The net reaction catalyzed by the sulfite oxidase is the transfer of one oxygen atom from water to the sulfite substrate. Coupled with substrate oxidation, two electrons are transferred from sulfite to the molybdenum center of the cofactor molybdopterin. These electrons are subsequently transferred to the heme iron atom in the cytochrome b5 domain in a two-step reaction, from where they are donated to the final electron acceptor cytochrome c [4], [5]. This mechanism firstly proposed by Hille et al. is now widely accepted [6], [7].
7. Structural insights into the physiopathology of the newly identified mutations
The heme iron atom in sulfite oxidase that transiently accepts electrons during the oxidation-reduction reaction is octahedrally coordinated by the nitrogen atoms of two histidines of sulfite oxidase protein at positions 61 and 86 and by the four pyrrole nitrogen atoms of the heme group deeply buried into the cavity of the cytochrome b5 domain [2]. Interestingly, histidines 61 and 86 are strictly conserved iron-binding residues present in sulfite oxidase of various mammals and non-mammals species (Fig. 3) as well as in cytochrome b5 of human, bovine, rat chicken and yeast [8]. By substituting the critical histidine 61 residue by a tyrosine, the novel mutation we identified could affect the proper coordination of the heme iron atom and thus impair the molybdenum-heme intramolecular electron transfer coupled to the activity of sulfite oxidase enzyme.
Fig. 3.
Alignment of the primary protein sequence of sulfite oxidase from different mammalian and non-mammalian species. Asterisks indicate the two conserved iron-binding histidine residues. The histidine and arginine residues affected by the mutation in the affected child are highlighted in black and are conserved among the different species.
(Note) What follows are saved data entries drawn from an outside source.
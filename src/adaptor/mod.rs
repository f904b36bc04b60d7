//! Native database selection.
//!
//! The typed helpers never talk to a database directly. They ask for the
//! active [`Adaptor`], which wraps one native [`Datastore`] together with the
//! policy for reporting snapshot metadata. A process picks its adaptor from
//! the environment the first time [`adaptor`] is called; tests replace it with
//! [`inject_adaptor`].

pub mod datastore;
pub mod environment;
pub mod http;
pub mod memory;
mod options;
pub mod query;
pub mod write;

use std::env;
use std::fmt;
use std::sync::{Arc, PoisonError, RwLock};

use async_lock::OnceCell;

use crate::error::{failed_precondition, invalid_argument, DbResult};
use crate::model::{DatabaseId, DocumentKey};

pub use datastore::{
    transaction_fn, Datastore, NativeSnapshot, NativeTransaction, NoopTokenProvider,
    SnapshotMetadata, StaticTokenProvider, TokenProvider, TokenProviderArc, TransactionFn,
    WriteOperation,
};
pub use environment::is_browser;
pub use http::{HttpDatastore, MetadataTokenProvider, RetrySettings};
pub use memory::InMemoryDatastore;
pub use options::AdaptorOptions;

/// Which kind of native client an adaptor wraps.
#[derive(Clone, Copy, Debug, PartialEq, Eq)]
pub enum AdaptorKind {
    /// Administrative client. Does not report snapshot metadata.
    Server,
    /// End-user client.
    Browser,
    /// A rules-testing context or an in-memory store.
    Testing,
}

/// Snapshot metadata as exposed on typed documents.
#[derive(Clone, Copy, Debug, Default, PartialEq, Eq)]
pub struct DocMeta {
    pub from_cache: bool,
    pub has_pending_writes: bool,
}

/// The active native database handle.
#[derive(Clone)]
pub struct Adaptor {
    kind: AdaptorKind,
    database_id: DatabaseId,
    datastore: Arc<dyn Datastore>,
}

impl fmt::Debug for Adaptor {
    fn fmt(&self, f: &mut fmt::Formatter<'_>) -> fmt::Result {
        f.debug_struct("Adaptor")
            .field("kind", &self.kind)
            .field("database_id", &self.database_id)
            .finish_non_exhaustive()
    }
}

impl Adaptor {
    pub fn new(kind: AdaptorKind, database_id: DatabaseId, datastore: Arc<dyn Datastore>) -> Self {
        Self {
            kind,
            database_id,
            datastore,
        }
    }

    /// Administrative REST client. Against the emulator it authenticates as
    /// `owner`; otherwise it uses `GOOGLE_OAUTH_ACCESS_TOKEN` or the compute
    /// metadata server.
    pub fn server(options: &AdaptorOptions) -> DbResult<Self> {
        let database_id = options.database_id();
        let mut connection = http::Connection::builder(database_id.clone());
        let auth: TokenProviderArc = match options.emulator_host.as_deref() {
            Some(host) => {
                connection = connection.with_emulator_host(host);
                Arc::new(StaticTokenProvider::new("owner"))
            }
            None => match env::var("GOOGLE_OAUTH_ACCESS_TOKEN") {
                Ok(token) if !token.is_empty() => Arc::new(StaticTokenProvider::new(token)),
                _ => Arc::new(MetadataTokenProvider::new(reqwest::Client::new())),
            },
        };
        let datastore = HttpDatastore::builder(database_id.clone())
            .with_connection_builder(connection)
            .with_auth_provider(auth)
            .build()?;
        Ok(Self::new(AdaptorKind::Server, database_id, Arc::new(datastore)))
    }

    /// End-user REST client keyed by the project's API key. `id_token`
    /// supplies the signed-in user's ID token when there is one.
    pub fn browser(options: &AdaptorOptions, id_token: Option<TokenProviderArc>) -> DbResult<Self> {
        let api_key = options
            .api_key
            .as_deref()
            .ok_or_else(|| invalid_argument("The browser adaptor requires an apiKey in the app config"))?;
        let database_id = options.database_id();
        let mut connection = http::Connection::builder(database_id.clone()).with_api_key(api_key);
        if let Some(host) = options.emulator_host.as_deref() {
            connection = connection.with_emulator_host(host);
        }
        let datastore = HttpDatastore::builder(database_id.clone())
            .with_connection_builder(connection)
            .with_auth_provider(id_token.unwrap_or_else(|| Arc::new(NoopTokenProvider)))
            .build()?;
        Ok(Self::new(AdaptorKind::Browser, database_id, Arc::new(datastore)))
    }

    pub fn kind(&self) -> AdaptorKind {
        self.kind
    }

    pub fn database_id(&self) -> &DatabaseId {
        &self.database_id
    }

    pub fn datastore(&self) -> &Arc<dyn Datastore> {
        &self.datastore
    }

    /// Full resource name of a document as the native client stores it.
    pub fn reference_value(&self, key: &DocumentKey) -> String {
        self.database_id.document_name(key.path())
    }

    /// Metadata to expose on a typed document, if this kind reports any.
    pub fn doc_meta(&self, snapshot: &NativeSnapshot) -> Option<DocMeta> {
        match self.kind {
            AdaptorKind::Server => None,
            AdaptorKind::Browser | AdaptorKind::Testing => {
                let metadata = snapshot.metadata();
                Some(DocMeta {
                    from_cache: metadata.from_cache,
                    has_pending_writes: metadata.has_pending_writes,
                })
            }
        }
    }
}

static INJECTED: RwLock<Option<Adaptor>> = RwLock::new(None);
static DEFAULT: OnceCell<Adaptor> = OnceCell::new();

/// The injected adaptor if there is one, otherwise the environment default.
/// The default is built on first use and reused afterwards.
pub async fn adaptor() -> DbResult<Adaptor> {
    let injected = INJECTED
        .read()
        .unwrap_or_else(PoisonError::into_inner)
        .clone();
    if let Some(injected) = injected {
        return Ok(injected);
    }

    DEFAULT
        .get_or_try_init(|| async { default_adaptor() })
        .await
        .cloned()
}

fn default_adaptor() -> DbResult<Adaptor> {
    let options = AdaptorOptions::from_env()?;
    let adaptor = if is_browser() {
        Adaptor::browser(&options, None)?
    } else {
        Adaptor::server(&options)?
    };
    log::debug!(
        "selected {:?} adaptor for {}",
        adaptor.kind(),
        adaptor.database_id().database_name()
    );
    Ok(adaptor)
}

/// Replaces the active adaptor. Not available in the browser environment.
pub fn inject_adaptor(adaptor: Adaptor) -> DbResult<()> {
    inject_into_slot(adaptor, is_browser())
}

fn inject_into_slot(adaptor: Adaptor, browser: bool) -> DbResult<()> {
    if browser {
        return Err(failed_precondition(
            "Injecting adaptor is not supported in the browser environment",
        ));
    }
    log::debug!("injecting {:?} adaptor", adaptor.kind());
    *INJECTED.write().unwrap_or_else(PoisonError::into_inner) = Some(adaptor);
    Ok(())
}

/// Drops the injected adaptor so [`adaptor`] falls back to the environment.
pub fn clear_injected_adaptor() {
    if INJECTED
        .write()
        .unwrap_or_else(PoisonError::into_inner)
        .take()
        .is_some()
    {
        log::debug!("cleared injected adaptor");
    }
}

#[cfg(test)]
mod tests {
    use super::*;
    use crate::error::DbErrorCode;

    fn in_memory(kind: AdaptorKind) -> Adaptor {
        Adaptor::new(
            kind,
            DatabaseId::default_database("demo"),
            Arc::new(InMemoryDatastore::new()),
        )
    }

    #[test]
    fn injection_is_refused_in_browser_environment() {
        let err = inject_into_slot(in_memory(AdaptorKind::Testing), true).unwrap_err();
        assert_eq!(err.code, DbErrorCode::FailedPrecondition);
        assert_eq!(
            err.message(),
            "Injecting adaptor is not supported in the browser environment"
        );
    }

    #[test]
    fn only_server_adaptors_hide_metadata() {
        let key = DocumentKey::parse("users/a").unwrap();
        let snapshot = NativeSnapshot::new(key, None, SnapshotMetadata::new(true, false));
        assert_eq!(in_memory(AdaptorKind::Server).doc_meta(&snapshot), None);
        assert_eq!(
            in_memory(AdaptorKind::Browser).doc_meta(&snapshot),
            Some(DocMeta {
                from_cache: true,
                has_pending_writes: false
            })
        );
    }

    #[test]
    fn reference_values_are_full_resource_names() {
        let adaptor = in_memory(AdaptorKind::Testing);
        let key = DocumentKey::parse("users/a/posts/b").unwrap();
        assert_eq!(
            adaptor.reference_value(&key),
            "projects/demo/databases/(default)/documents/users/a/posts/b"
        );
    }

    #[test]
    fn browser_adaptor_requires_an_api_key() {
        let options = AdaptorOptions::new("demo");
        let err = Adaptor::browser(&options, None).unwrap_err();
        assert_eq!(err.code, DbErrorCode::InvalidArgument);
        let adaptor = Adaptor::browser(&options.with_api_key("key"), None).unwrap();
        assert_eq!(adaptor.kind(), AdaptorKind::Browser);
    }
}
Arginine 160 is also an evolutionary conserved residue in sulfite oxidase from numerous sources (Fig. 3) Arginine 160 is one of first residue identified as mutated in a patient suffering from isolated oxidase deficiency [9] and it was subsequently found mutated in other patients as well [10], [11]. Additional studies showed that the positive charge of arginine 160 is also essential for efficient intramolecular electron transfer between the heme and molybdenum centers in the human sulfite oxidase [12]. The mutation we identified in the affected child is a novel variant of arginine 160 mutation that substitutes the positively charged arginine 160 by the neutral and non-polar glycine residue.
In conclusion, this study is the first one to identify two novel mutations of the SUOX gene that appear in a compound heterozygous state in a child with isolated sulfite oxidase deficiency. Based on structural insights, each affected residue (histidine 61 and arginine 160) can be associated to critical steps of the enzyme reaction, providing a rational explanation for the sulfite oxidase deficiency observed in the affected child.
Funding source
This study did not receive any specific grant from funding agencies in the public, commercial, or not-for-profit sectors.
Financial disclosure
Daniel Brumaru, Eric Guerin, Anne-Claire Voegeli, Didier Eyer and Michel Maitre have no financial relationships relevant to this article to disclose.
Conflicts of interest statement
Daniel Brumaru, Eric Guerin, Anne-Claire Voegeli, Didier Eyer and Michel Maitre have no conflicts of interest to disclose.
Contributors' statement
Daniel Brumaru and Michel Maitre: Drs. Brumaru and Maitre were directly implicated in the conception of the study and execution of the biochemical experiments, wrote the research report and approved the final manuscript as submitted.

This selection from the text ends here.